Cardin, Rubio Introduce World Press Freedom Protection and Reciprocity Act
WASHINGTON — U.S. Senators Ben Cardin (D-Md.) and Marco Rubio (R-Fl.), Ranking Member and Chairman, respectfully, of the Senate Foreign Relations’ Subcommittee that oversees human rights and democracy, introduced the World Press Freedom Protection and Reciprocity Act, which seeks to protect and promote worldwide press freedom and enhance reciprocity for U.S. news and media outlets.
U.S. Representatives Tom Suozzi (D-N.Y.) and Chris Smith (R-N.J.) are introducing companion legislation in the House.

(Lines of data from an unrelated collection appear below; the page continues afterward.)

impl ItemEvaluator {
    pub fn new(
        manager: ExperimentManager,
        targets: EvalTargetService,
        evaluators: EvaluatorService,
        idem: Arc<dyn IdempotencyStore>,
        bus: Arc<dyn EventBus>,
        cfg: Arc<EngineConfig>,
    ) -> Self {
        Self {
            store: manager.store().clone(),
            probe: manager.probe().clone(),
            manager,
            targets,
            evaluators,
            idem,
            bus,
            cfg,
        }
    }

    pub async fn process(&self, ctx: &Ctx, ev: &ItemEvalEvent) -> EvalResult<ItemRun> {
        let key = item_eval_key(ev.expt_id, ev.item_id, None, ev.run_id);
        if !self.idem.set_nx(&key, self.cfg.idempotency_ttl())? {
            return Ok(ItemRun::Duplicate);
        }
        match self.claim_and_run(ctx, ev, &key).await {
            Ok(r) => Ok(r),
            Err(err) => {
                if let Err(e) = self.idem.del(&key) {
                    tracing::error!(event = "item.key_release_failed", expt_id = ev.expt_id, error = %e);
                }
                Err(err)
            }
        }
    }

    async fn claim_and_run(&self, ctx: &Ctx, ev: &ItemEvalEvent, key: &str) -> EvalResult<ItemRun> {
        if self.probe.cached(ev.expt_id)? != ExptStatus::Processing {
            return Ok(ItemRun::Skipped);
        }
        let expt = self.manager.get(ev.space_id, ev.expt_id)?;
        if expt.latest_run_id != Some(ev.run_id) {
            return Ok(ItemRun::Skipped);
        }
        let claimed = match self
            .store
            .claim_item(expt.id, ev.item_id, ev.run_id, expt.item_concurrency)?
        {
            ClaimOutcome::Claimed(item) => item,
            ClaimOutcome::AtCapacity => {
                self.idem.del(key)?;
                self.idem.del(&dispatch_key(expt.id, ev.item_id, ev.run_id))?;
                tracing::debug!(event = "item.at_capacity", expt_id = expt.id, item_id = ev.item_id);
                return Ok(ItemRun::AtCapacity);
            }
            ClaimOutcome::NotPending(_) | ClaimOutcome::Missing => return Ok(ItemRun::Skipped),
        };
        // Re-dispatched events start at zero; the row keeps the attempts spent in this run.
        let retry_count = ev.retry_count.max(claimed.retry_count);
        tracing::debug!(
            event = "item.claimed",
            expt_id = expt.id,
            item_id = ev.item_id,
            run_id = ev.run_id,
            retry_count
        );

        match self.run_claimed(ctx, ev, &expt, key, retry_count).await {
            Ok(r) => Ok(r),
            Err(err) => {
                if let Err(e) = self.store.release_claim(expt.id, ev.item_id) {
                    tracing::error!(event = "item.release_failed", expt_id = expt.id, item_id = ev.item_id, error = %e);
                }
                Err(err)
            }
        }
    }

    async fn run_claimed(
        &self,
        ctx: &Ctx,
        ev: &ItemEvalEvent,
        expt: &Experiment,
        key: &str,
        retry_count: u32,
    ) -> EvalResult<ItemRun> {
        let item_id = ev.item_id;
        let found = self
            .manager
            .eval_sets()
            .batch_get_items(expt.space_id, expt.eval_set_version_id, &[item_id])
            .await?;
        let Some(item) = found.into_iter().next() else {
            return self.fail_item(ctx, expt, item_id, missing_item(item_id)).await;
        };

        let versions = self
            .evaluators
            .batch_get_versions(expt.space_id, &expt.evaluator_version_ids)?;
        let mut ordered = Vec::with_capacity(expt.evaluator_version_ids.len());
        for id in &expt.evaluator_version_ids {
            match versions.iter().find(|v| v.id == *id) {
                Some(v) => ordered.push(v.clone()),
                None => {
                    let detail = ErrorDetail::new(ErrorKind::NotFound, format!("evaluator_version {}", id));
                    return self.fail_item(ctx, expt, item_id, detail).await;
                }
            }
        }
        let target = match expt.target_version_id {
            None => None,
            Some(tv) => match self.targets.get_version(ctx, expt.space_id, tv, false).await {
                Ok(v) => Some(v),
                Err(e @ EvalError::NotFound { .. }) => return self.fail_item(ctx, expt, item_id, e.detail()).await,
                Err(e) => return Err(e),
            },
        };

        let done: HashSet<TurnId> = self
            .store
            .get_turn_results(expt.id, item_id)?
            .into_iter()
            .filter(|t| t.run_id == ev.run_id && t.is_success())
            .map(|t| t.turn_id)
            .collect();

        let mut all_ok = true;
        let mut retriable = false;
        let mut last_failure = None;
        for (idx, turn) in item.turns.iter().enumerate() {
            if done.contains(&turn.turn_id) {
                continue;
            }
            if self.probe.fresh(expt.id)? != ExptStatus::Processing {
                return self.abandon(expt, item_id);
            }
            self.store.heartbeat_item(expt.id, item_id)?;
            match self
                .run_turn(ctx, ev, expt, target.as_ref(), &ordered, turn, idx as i64)
                .await?
            {
                TurnFlow::Abandon => return self.abandon(expt, item_id),
                TurnFlow::Done { ok: true, .. } => {}
                TurnFlow::Done { ok: false, failure } => {
                    all_ok = false;
                    if let Some(f) = failure {
                        retriable |= f.is_retriable();
                        last_failure = Some(f);
                    }
                }
            }
        }

        if all_ok {
            if !self
                .store
                .transition_item(expt.id, item_id, RunState::Processing, RunState::Success, None)?
            {
                return self.abandon(expt, item_id);
            }
            tracing::info!(event = "item.terminal", expt_id = expt.id, item_id, state = "success");
            self.after_terminal(ctx, expt, item_id, ev.run_id).await?;
            return Ok(ItemRun::Succeeded);
        }

        let failure = last_failure
            .unwrap_or_else(|| ErrorDetail::new(ErrorKind::Internal, "turn failed without an error"));
        if retriable && retry_count < self.cfg.retry.max_retries {
            let next = retry_count + 1;
            if !self.store.fail_item_for_retry(expt.id, item_id, &failure, next)? {
                return self.abandon(expt, item_id);
            }
            self.idem.del(key)?;
            self.idem
                .set(&dispatch_key(expt.id, item_id, ev.run_id), self.cfg.idempotency_ttl())?;
            let delay = self.cfg.backoff().delay(retry_count);
            let retry = ItemEvalEvent {
                retry_count: next,
                ..ev.clone()
            };
            publish_event_after(self.bus.as_ref(), &retry, &ctx.trace_id, delay).await?;
            tracing::warn!(
                event = "item.retry_scheduled",
                expt_id = expt.id,
                item_id,
                retry_count = next,
                delay_ms = delay.as_millis() as u64,
                error = %failure.message,
            );
            return Ok(ItemRun::Retrying { retry_count: next });
        }

        let detail = if retriable {
            ErrorDetail::new(
                ErrorKind::ExhaustedRetries,
                format!("exhausted retries: {}", failure.message),
            )
        } else {
            failure
        };
        self.fail_item(ctx, expt, item_id, detail).await
    }

    #[allow(clippy::too_many_arguments)]
    async fn run_turn(
        &self,
        ctx: &Ctx,
        ev: &ItemEvalEvent,
        expt: &Experiment,
        target: Option<&EvalTargetVersion>,
        versions: &[EvaluatorVersion],
        turn: &Turn,
        turn_idx: i64,
    ) -> EvalResult<TurnFlow> {
        let timeout = self.turn_timeout(expt);
        let mut usage = TokenUsage::default();
        let (target_fields, target_ref, target_error) = match target {
            None => (Fields::new(), None, None),
            Some(tv) => {
                let input = TargetInput {
                    fields: build_target_input(&expt.target_field_mapping, &turn.fields),
                    ext: ev.ext.clone(),
                };
                let scope = RecordScope {
                    expt_id: Some(expt.id),
                    item_id: Some(ev.item_id),
                    turn_id: Some(turn.turn_id),
                };
                let rec = self.targets.run_version(ctx, tv, input, scope, timeout).await?;
                match rec.output {
                    Some(out) => {
                        usage = usage.add(out.usage);
                        (out.fields, Some(rec.id), None)
                    }
                    None => (Fields::new(), Some(rec.id), rec.error),
                }
            }
        };

        let mut failure = target_error.clone();
        let cells = if target_error.is_some() && self.cfg.skip_on_target_fail {
            BTreeMap::new()
        } else {
            let scored = self
                .score_turn(ctx, ev, expt, versions, turn, &target_fields, timeout)
                .await?;
            let mut cells = BTreeMap::new();
            for (id, cell, u) in scored {
                usage = usage.add(u);
                if let Some(e) = &cell.error {
                    failure.get_or_insert_with(|| e.clone());
                }
                cells.insert(id, cell);
            }
            cells
        };

        let ok = failure.is_none();
        let row = TurnResult {
            expt_id: expt.id,
            item_id: ev.item_id,
            turn_id: turn.turn_id,
            turn_idx,
            run_id: ev.run_id,
            status: if ok { RunState::Success } else { RunState::Failed },
            target_output_ref: target_ref,
            target_error,
            evaluator_results: cells,
            updated_at: now_ms(),
        };
        let tokens = StatsDelta::tokens(usage.input_tokens, usage.output_tokens);
        if !self.store.upsert_turn_result(&row, tokens)? {
            return Ok(TurnFlow::Abandon);
        }
        Ok(TurnFlow::Done { ok, failure })
    }

    /// Runs every evaluator on one turn, at most `evaluator_concurrency` at a time.
    #[allow(clippy::too_many_arguments)]
    async fn score_turn(
        &self,
        ctx: &Ctx,
        ev: &ItemEvalEvent,
        expt: &Experiment,
        versions: &[EvaluatorVersion],
        turn: &Turn,
        target_fields: &Fields,
        timeout: Duration,
    ) -> EvalResult<Vec<(EvaluatorVersionId, EvaluatorCell, TokenUsage)>> {
        let sem = Arc::new(Semaphore::new(expt.evaluator_concurrency.max(1) as usize));
        let mut handles = Vec::with_capacity(versions.len());
        for v in versions {
            let (turn_input, target_output) =
                build_evaluator_input(expt.mapping_for(v.id), &turn.fields, target_fields);
            let input = EvaluatorInput {
                turn_input,
                target_output,
                ext: ev.ext.clone(),
            };
            let scope = RunScope {
                expt_id: Some(expt.id),
                run_id: Some(ev.run_id),
                item_id: Some(ev.item_id),
                turn_id: Some(turn.turn_id),
            };
            let svc = self.evaluators.clone();
            let version = v.clone();
            let ctx = ctx.clone();
            let sem = sem.clone();
            handles.push(tokio::spawn(async move {
                let _permit = sem
                    .acquire_owned()
                    .await
                    .map_err(|e| EvalError::Internal(format!("evaluator semaphore: {}", e)))?;
                svc.run_version(&ctx, &version, input, scope, timeout).await
            }));
        }

        let mut out = Vec::with_capacity(handles.len());
        for (v, h) in versions.iter().zip(handles) {
            let rec = h
                .await
                .map_err(|e| EvalError::Internal(format!("evaluator task: {}", e)))??;
            let usage = rec.output.as_ref().map(|o| o.usage).unwrap_or_default();
            let cell = EvaluatorCell {
                record_id: Some(rec.id),
                score: rec.score(),
                reasoning: rec.output.as_ref().and_then(|o| o.reasoning.clone()),
                correction: None,
                error: rec.error.clone(),
            };
            out.push((v.id, cell, usage));
        }
        Ok(out)
    }

    /// `min(turn_timeout, time left before the experiment deadline)`.
    fn turn_timeout(&self, expt: &Experiment) -> Duration {
        let base = self.cfg.turn_timeout();
        match expt.deadline_ms() {
            Some(dl) => base.min(Duration::from_millis((dl - now_ms()).max(1) as u64)),
            None => base,
        }
    }

    async fn fail_item(&self, ctx: &Ctx, expt: &Experiment, item_id: ItemId, detail: ErrorDetail) -> EvalResult<ItemRun> {
        if !self
            .store
            .transition_item(expt.id, item_id, RunState::Processing, RunState::Failed, Some(&detail))?
        {
            return self.abandon(expt, item_id);
        }
        tracing::warn!(
            event = "item.terminal",
            expt_id = expt.id,
            item_id,
            state = "failed",
            code = detail.code,
            error = %detail.message,
        );
        let run_id = expt.latest_run_id.unwrap_or_default();
        self.after_terminal(ctx, expt, item_id, run_id).await?;
        Ok(ItemRun::Failed)
    }

    fn abandon(&self, expt: &Experiment, item_id: ItemId) -> EvalResult<ItemRun> {
        // Kill already terminated the row; this only catches a reaped claim.
        self.store
            .transition_item(expt.id, item_id, RunState::Processing, RunState::Terminated, None)?;
        tracing::info!(event = "item.abandoned", expt_id = expt.id, item_id);
        Ok(ItemRun::Abandoned)
    }

    async fn after_terminal(&self, ctx: &Ctx, expt: &Experiment, item_id: ItemId, run_id: i64) -> EvalResult<()> {
        self.idem.del(&dispatch_key(expt.id, item_id, run_id))?;
        if expt.expt_type != ExptType::Offline {
            return Ok(());
        }
        let stats = self.store.get_stats(expt.id)?.unwrap_or_default();
        if stats.unfinished() == 0 {
            self.manager.complete(ctx, expt.id).await?;
        }
        Ok(())
    }
}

“Across the globe, journalists are targeted with impunity as repressive regimes attempt to cover up their own corruption, brutality and incompetence. Far too often, reporters face intimidation and imprisonment. We have only seen attacks against journalists and media personnel increase with the coronavirus pandemic, which authoritarian regimes have exploited to crack down on press freedom,” Senator Cardin, author of the Global Magnitsky Human Rights Accountability Act said. “A strong and independent media, free from political pressure and censorship, is fundamental to sustainable and accountable democracy. The United States must use the Global Magnitsky Act and all tools available to hold accountable those individuals who violate the human rights of those who serve such an essential function in our open society.”
“Authoritarian regimes around the world continue to use sophisticated tools to censor the free flow of information and to silence independent media. Countries like Russia and China take advantage of open societies to spread their propaganda,” Rubio said. “I’m proud to introduce the bipartisan World Press Freedom Protection and Reciprocity Act, that will hold accountable those individuals who target journalists and stifle press freedom. This bill reaffirms the United States’ commitment to advancing the principles that are critical for healthy democracies.”
(1) Provides a statement of policy on protecting journalists worldwide;
(2) Requires the administration to establish a plan to negotiate reciprocal access for U.S. news and media organizations, and their employees, globally;
(3) Authorizes sanctions for foreign persons responsible for jailing, killing, or torturing journalists and those that threaten the safety of U.S. journalists and media personnel;
(4) Requires clear labeling of information distributed by foreign governments; and
(5) Enhances reporting on countries with press freedom concerns who receive U.S. foreign assistance and security assistance.